> Problem
All that is wanted is a word-for-word copy of the data from its first line to the line containing "Self::Validation(_) | Self::BadRequest(_)", both included.

> Collected data entries
________________________
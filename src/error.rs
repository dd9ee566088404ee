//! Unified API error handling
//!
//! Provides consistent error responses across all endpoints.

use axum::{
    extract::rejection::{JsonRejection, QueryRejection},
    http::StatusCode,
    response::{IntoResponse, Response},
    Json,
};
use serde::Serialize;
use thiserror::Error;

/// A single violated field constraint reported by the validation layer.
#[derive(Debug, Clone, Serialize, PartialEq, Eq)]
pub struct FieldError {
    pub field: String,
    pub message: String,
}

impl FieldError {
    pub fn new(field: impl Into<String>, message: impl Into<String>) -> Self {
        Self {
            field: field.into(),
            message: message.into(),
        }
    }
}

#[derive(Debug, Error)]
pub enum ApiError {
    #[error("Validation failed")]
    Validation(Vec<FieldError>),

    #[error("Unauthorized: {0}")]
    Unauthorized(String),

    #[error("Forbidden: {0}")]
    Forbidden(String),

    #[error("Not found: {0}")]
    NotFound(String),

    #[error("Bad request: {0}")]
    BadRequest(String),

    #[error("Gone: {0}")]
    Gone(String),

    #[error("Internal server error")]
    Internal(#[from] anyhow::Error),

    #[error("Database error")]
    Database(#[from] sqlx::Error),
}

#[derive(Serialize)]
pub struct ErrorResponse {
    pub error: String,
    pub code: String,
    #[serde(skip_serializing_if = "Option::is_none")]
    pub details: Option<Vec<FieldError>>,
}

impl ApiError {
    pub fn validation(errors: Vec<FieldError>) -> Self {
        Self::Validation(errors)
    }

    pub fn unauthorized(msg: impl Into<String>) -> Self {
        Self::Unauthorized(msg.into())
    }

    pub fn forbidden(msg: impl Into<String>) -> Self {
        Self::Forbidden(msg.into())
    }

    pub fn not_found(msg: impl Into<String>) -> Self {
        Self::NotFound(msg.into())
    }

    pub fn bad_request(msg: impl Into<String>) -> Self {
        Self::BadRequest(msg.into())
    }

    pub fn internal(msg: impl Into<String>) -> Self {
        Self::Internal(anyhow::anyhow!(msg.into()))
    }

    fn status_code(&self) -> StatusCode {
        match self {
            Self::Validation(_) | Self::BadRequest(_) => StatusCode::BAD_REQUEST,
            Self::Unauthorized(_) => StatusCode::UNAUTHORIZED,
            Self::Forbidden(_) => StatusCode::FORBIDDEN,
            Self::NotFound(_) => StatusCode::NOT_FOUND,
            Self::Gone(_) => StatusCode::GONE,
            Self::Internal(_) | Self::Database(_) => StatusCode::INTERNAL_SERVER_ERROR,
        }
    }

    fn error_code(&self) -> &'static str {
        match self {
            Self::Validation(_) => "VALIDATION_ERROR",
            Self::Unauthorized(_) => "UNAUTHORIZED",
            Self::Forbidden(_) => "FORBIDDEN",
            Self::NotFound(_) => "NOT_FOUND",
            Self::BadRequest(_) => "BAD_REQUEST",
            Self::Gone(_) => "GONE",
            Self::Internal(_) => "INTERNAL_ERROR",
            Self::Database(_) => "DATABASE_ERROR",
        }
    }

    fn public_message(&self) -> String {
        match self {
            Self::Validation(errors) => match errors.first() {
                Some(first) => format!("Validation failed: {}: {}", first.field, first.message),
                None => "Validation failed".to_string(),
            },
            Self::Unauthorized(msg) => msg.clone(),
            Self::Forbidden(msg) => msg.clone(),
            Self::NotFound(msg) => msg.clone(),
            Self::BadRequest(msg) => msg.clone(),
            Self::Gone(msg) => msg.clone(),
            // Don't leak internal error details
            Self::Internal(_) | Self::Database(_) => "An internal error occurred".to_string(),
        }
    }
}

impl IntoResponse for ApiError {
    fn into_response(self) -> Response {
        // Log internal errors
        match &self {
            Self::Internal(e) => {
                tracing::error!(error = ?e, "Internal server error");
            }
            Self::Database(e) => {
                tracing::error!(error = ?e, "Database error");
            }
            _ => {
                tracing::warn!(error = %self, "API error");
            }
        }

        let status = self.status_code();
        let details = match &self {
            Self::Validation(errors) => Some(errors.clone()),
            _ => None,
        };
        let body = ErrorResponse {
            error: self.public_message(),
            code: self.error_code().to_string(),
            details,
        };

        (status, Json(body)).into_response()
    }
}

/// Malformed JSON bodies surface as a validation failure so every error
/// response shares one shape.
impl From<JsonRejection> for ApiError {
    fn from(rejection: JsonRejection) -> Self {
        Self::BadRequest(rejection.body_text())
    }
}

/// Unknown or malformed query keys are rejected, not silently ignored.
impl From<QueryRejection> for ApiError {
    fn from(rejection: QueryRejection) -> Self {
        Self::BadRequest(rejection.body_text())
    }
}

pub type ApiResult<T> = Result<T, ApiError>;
________________________
> Result for this exercise
filename src/error.rs
repository dd9ee566088404ee
//! Unified API error handling
//!
//! Provides consistent error responses across all endpoints.

use axum::{
    extract::rejection::{JsonRejection, QueryRejection},
    http::StatusCode,
    response::{IntoResponse, Response},
    Json,
};
use serde::Serialize;
use thiserror::Error;

/// A single violated field constraint reported by the validation layer.
#[derive(Debug, Clone, Serialize, PartialEq, Eq)]
pub struct FieldError {
    pub field: String,
    pub message: String,
}

impl FieldError {
    pub fn new(field: impl Into<String>, message: impl Into<String>) -> Self {
        Self {
            field: field.into(),
            message: message.into(),
        }
    }
}

#[derive(Debug, Error)]
pub enum ApiError {
    #[error("Validation failed")]
    Validation(Vec<FieldError>),

    #[error("Unauthorized: {0}")]
    Unauthorized(String),

    #[error("Forbidden: {0}")]
    Forbidden(String),

    #[error("Not found: {0}")]
    NotFound(String),

    #[error("Bad request: {0}")]
    BadRequest(String),

    #[error("Gone: {0}")]
    Gone(String),

    #[error("Internal server error")]
    Internal(#[from] anyhow::Error),

    #[error("Database error")]
    Database(#[from] sqlx::Error),
}

#[derive(Serialize)]
pub struct ErrorResponse {
    pub error: String,
    pub code: String,
    #[serde(skip_serializing_if = "Option::is_none")]
    pub details: Option<Vec<FieldError>>,
}

impl ApiError {
    pub fn validation(errors: Vec<FieldError>) -> Self {
        Self::Validation(errors)
    }

    pub fn unauthorized(msg: impl Into<String>) -> Self {
        Self::Unauthorized(msg.into())
    }

    pub fn forbidden(msg: impl Into<String>) -> Self {
        Self::Forbidden(msg.into())
    }

    pub fn not_found(msg: impl Into<String>) -> Self {
        Self::NotFound(msg.into())
    }

    pub fn bad_request(msg: impl Into<String>) -> Self {
        Self::BadRequest(msg.into())
    }

    pub fn internal(msg: impl Into<String>) -> Self {
        Self::Internal(anyhow::anyhow!(msg.into()))
    }

    fn status_code(&self) -> StatusCode {
        match self {
            Self::Validation(_) | Self::BadRequest(_) => StatusCode::BAD_REQUEST,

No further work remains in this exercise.